"Allez, on y va ! On va réveiller le corps tranquillement, propose Maïva Hamadouche. On monte les genoux devant, droite, gauche, droite, gauche, on fait des rotations en demi-cercle, maintenant on déverrouille les hanches, avec un maximum d'amplitude... C'est bien, puis on déverrouille les coudes en alternance et on commence à sautiller sur place, on respire bien, on ne se bloque pas, chacune à son rythme".

La leçon d'une heure et demie démarre sur un rythme soutenu. "Balèze l'échauffement, ça fait longtemps que je n'ai pas fait de sport", souffle en souriant Marie. "Pas de souci, rien n'est obligatoire, s'il y a trop de fatigue, tu laisses passer le mouvement", la rassure aussitôt la boxeuse professionnelle, qui est également policière. À ses côtés, elle motive Virginie, la seconde élève, qui se concentre sur les mouvements : "C'est très, très bien, ce que tu fais".

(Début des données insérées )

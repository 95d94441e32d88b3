use std::cmp::Ordering;

use serde::{Deserialize, Serialize};

use crate::cards::{Card, Rank};
use crate::errors::GameError;

/// Hand categories from weakest to strongest; the derived order is the primary ranking axis.
#[derive(Debug, Copy, Clone, Eq, PartialEq, Hash, Ord, PartialOrd, Serialize, Deserialize)]
pub enum Category {
    HighCard = 0,
    Pair = 1,
    TwoPair = 2,
    ThreeOfAKind = 3,
    Straight = 4,
    Flush = 5,
    FullHouse = 6,
    FourOfAKind = 7,
    StraightFlush = 8,
}

impl Category {
    pub fn name(self) -> &'static str {
        match self {
            Category::HighCard => "High Card",
            Category::Pair => "Pair",
            Category::TwoPair => "Two Pair",
            Category::ThreeOfAKind => "Three of a Kind",
            Category::Straight => "Straight",
            Category::Flush => "Flush",
            Category::FullHouse => "Full House",
            Category::FourOfAKind => "Four of a Kind",
            Category::StraightFlush => "Straight Flush",
        }
    }
}

/// The best five-card hand found among the evaluated cards.
///
/// Equality and ordering only look at `category` and `tiebreak`; two hands made
/// of different cards but with the same key are equal (a split pot).
#[derive(Debug, Clone, Copy, Serialize, Deserialize)]
pub struct RankedHand {
    pub category: Category,
    /// Rank values in descending significance, zero padded. A low Ace in a straight is 1.
    pub tiebreak: [u8; 5],
    /// The five cards making the hand, highest rank first
    pub cards: [Card; 5],
}

impl PartialEq for RankedHand {
    fn eq(&self, other: &Self) -> bool {
        self.cmp(other) == Ordering::Equal
    }
}

impl Eq for RankedHand {}

impl PartialOrd for RankedHand {
    fn partial_cmp(&self, other: &Self) -> Option<Ordering> {
        Some(self.cmp(other))
    }
}

impl Ord for RankedHand {
    fn cmp(&self, other: &Self) -> Ordering {
        compare_hands(self, other)
    }
}

impl RankedHand {
    /// Category name plus the ranks that distinguish it, e.g. "Full House, Kings over Tens".
    ///
    /// A tiebreak that does not hold rank values falls back to the bare
    /// category name.
    pub fn describe(&self) -> String {
        match (rank_of(self.tiebreak[0]), rank_of(self.tiebreak[1])) {
            (Some(first), Some(second)) => self.describe_ranks(first, second),
            (Some(first), None)
                if !matches!(self.category, Category::FullHouse | Category::TwoPair) =>
            {
                self.describe_ranks(first, first)
            }
            _ => self.category.name().to_string(),
        }
    }

    fn describe_ranks(&self, first: Rank, second: Rank) -> String {
        let k = |i: usize| if i == 0 { first } else { second };
        match self.category {
            Category::StraightFlush if k(0) == Rank::Ace => "Royal Flush".to_string(),
            Category::StraightFlush => format!("Straight Flush, {} High", k(0).name()),
            Category::FourOfAKind => format!("Four of a Kind, {}", k(0).plural()),
            Category::FullHouse => {
                format!("Full House, {} over {}", k(0).plural(), k(1).plural())
            }
            Category::Flush => format!("Flush, {} High", k(0).name()),
            Category::Straight => format!("Straight, {} High", k(0).name()),
            Category::ThreeOfAKind => format!("Three of a Kind, {}", k(0).plural()),
            Category::TwoPair => {
                format!("Two Pair, {} and {}", k(0).plural(), k(1).plural())
            }
            Category::Pair => format!("Pair of {}", k(0).plural()),
            Category::HighCard => format!("{} High", k(0).name()),
        }
    }
}

pub fn compare_hands(a: &RankedHand, b: &RankedHand) -> Ordering {
    match a.category.cmp(&b.category) {
        Ordering::Equal => a.tiebreak.cmp(&b.tiebreak),
        ord => ord,
    }
}

/// Finds the best five-card hand among 5 to 7 cards by ranking every
/// five-card combination.
///
/// The result does not depend on the order of `cards`: the input is put in a
/// canonical order first and the first maximal combination wins.
///
/// # Errors
///
/// [`GameError::InvalidInputSize`] when fewer than 5 or more than 7 cards are given.
///
/// # Examples
///
/// ```
/// use showdown_engine::cards::parse_cards;
/// use showdown_engine::hand::{evaluate, Category};
///
/// let cards = parse_cards("AS 2H 3D 4C 5S 9H 9D").unwrap();
/// let best = evaluate(&cards).unwrap();
/// assert_eq!(best.category, Category::Straight);
/// assert_eq!(best.tiebreak, [5, 4, 3, 2, 1]);
/// ```
pub fn evaluate(cards: &[Card]) -> Result<RankedHand, GameError> {
    if !(5..=7).contains(&cards.len()) {
        return Err(GameError::InvalidInputSize(cards.len()));
    }
    let mut sorted = cards.to_vec();
    sorted.sort_unstable_by(|a, b| (b.rank, b.suit).cmp(&(a.rank, a.suit)));

    let mut best: Option<RankedHand> = None;
    for idx in five_card_combinations(sorted.len()) {
        let five = idx.map(|i| sorted[i]);
        let ranked = evaluate_five(&five);
        if best.is_none_or(|b| ranked > b) {
            best = Some(ranked);
        }
    }
    best.ok_or(GameError::InvalidInputSize(cards.len()))
}

/// Ranks exactly five cards.
pub fn evaluate_five(cards: &[Card; 5]) -> RankedHand {
    let mut ordered = *cards;
    ordered.sort_unstable_by(|a, b| (b.rank, b.suit).cmp(&(a.rank, a.suit)));
    let values = ordered.map(|c| c.rank.value());

    let flush = ordered.iter().all(|c| c.suit == ordered[0].suit);
    let straight = straight_key(&values);

    if let Some(key) = straight {
        let category = if flush {
            Category::StraightFlush
        } else {
            Category::Straight
        };
        return RankedHand {
            category,
            tiebreak: key,
            cards: order_for_straight(ordered, key),
        };
    }
    if flush {
        return RankedHand {
            category: Category::Flush,
            tiebreak: values,
            cards: ordered,
        };
    }

    let groups = rank_groups(&values);
    let category = match (groups[0].0, groups.get(1).map(|g| g.0)) {
        (4, _) => Category::FourOfAKind,
        (3, Some(2)) => Category::FullHouse,
        (3, _) => Category::ThreeOfAKind,
        (2, Some(2)) => Category::TwoPair,
        (2, _) => Category::Pair,
        _ => Category::HighCard,
    };
    let mut tiebreak = [0u8; 5];
    for (slot, &(_, rank)) in tiebreak.iter_mut().zip(groups.iter()) {
        *slot = rank;
    }
    // Cards follow the group order so the made part of the hand comes first.
    let group_pos = |c: &Card| groups.iter().position(|&(_, r)| r == c.rank.value());
    ordered.sort_by_key(|c| (group_pos(c), std::cmp::Reverse(c.suit)));

    RankedHand {
        category,
        tiebreak,
        cards: ordered,
    }
}

/// Tiebreak key when the five values form a straight. Values arrive sorted high to low.
fn straight_key(values: &[u8; 5]) -> Option<[u8; 5]> {
    let distinct = values.windows(2).all(|w| w[0] != w[1]);
    if !distinct {
        return None;
    }
    if values[0] - values[4] == 4 {
        return Some(*values);
    }
    // Ace plays low: A-2-3-4-5
    if *values == [14, 5, 4, 3, 2] {
        return Some([5, 4, 3, 2, 1]);
    }
    None
}

fn order_for_straight(mut cards: [Card; 5], key: [u8; 5]) -> [Card; 5] {
    if key[4] == 1 {
        cards.rotate_left(1);
    }
    cards
}

/// (count, rank value) pairs, most frequent first, then highest rank first.
fn rank_groups(values: &[u8; 5]) -> Vec<(u8, u8)> {
    let mut counts = [0u8; 15];
    for &v in values {
        counts[v as usize] += 1;
    }
    let mut groups: Vec<(u8, u8)> = (2..=14u8)
        .rev()
        .filter(|&r| counts[r as usize] > 0)
        .map(|r| (counts[r as usize], r))
        .collect();
    groups.sort_by(|a, b| b.cmp(a));
    groups
}

/// Index sets of every five-element combination of `0..n`, in lexicographic order.
fn five_card_combinations(n: usize) -> Vec<[usize; 5]> {
    let mut out = Vec::new();
    if n < 5 {
        return out;
    }
    let mut idx = [0, 1, 2, 3, 4];
    loop {
        out.push(idx);
        let mut i = 4;
        while idx[i] == n - 5 + i {
            if i == 0 {
                return out;
            }
            i -= 1;
        }
        idx[i] += 1;
        for j in i + 1..5 {
            idx[j] = idx[j - 1] + 1;
        }
    }
}

/// Tiebreak value to rank. A five-high straight stores its ace as 1.
fn rank_of(value: u8) -> Option<Rank> {
    match value {
        1 | 14 => Some(Rank::Ace),
        2..=13 => Rank::from_value(value),
        _ => None,
    }
}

Une fois par semaine, la sextuple championne du monde des super-plumes anime un atelier de boxe au centre Flora-Tristan*. Cet établissement, situé dans une ville de la région parisienne, accueille des femmes victimes de violences conjugales et leurs enfants. Il est composé d'appartements de réinsertion et d'un foyer d'hébergement d'urgence pour les mettre à l'abri d'un conjoint violent. Un suivi psychologique et social les aide aussi à reconstruire une vie autonome. La participation au cours de boxe repose sur le volontariat.

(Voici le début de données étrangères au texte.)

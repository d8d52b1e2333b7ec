//! `validurl config-path` – print where config.toml lives.

use anyhow::Result;
use std::io::Write;
use validurl_core::config;

pub fn run_config_path(out: &mut impl Write) -> Result<()> {
    let path = config::config_path()?;
    writeln!(out, "{}", path.display())?;
    Ok(())
}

"Qu'une femme de la notoriété de Maïva les entraîne est très gratifiant pour elles, explique Nathalie Cornu, la directrice du centre. Quand elles arrivent ici, elles sont détruites, annihilées. Maïva les aide à recontacter les forces vitales qu'elles ont en elles. Je vois la transformation physique à la fin du cours, c'est très émouvant".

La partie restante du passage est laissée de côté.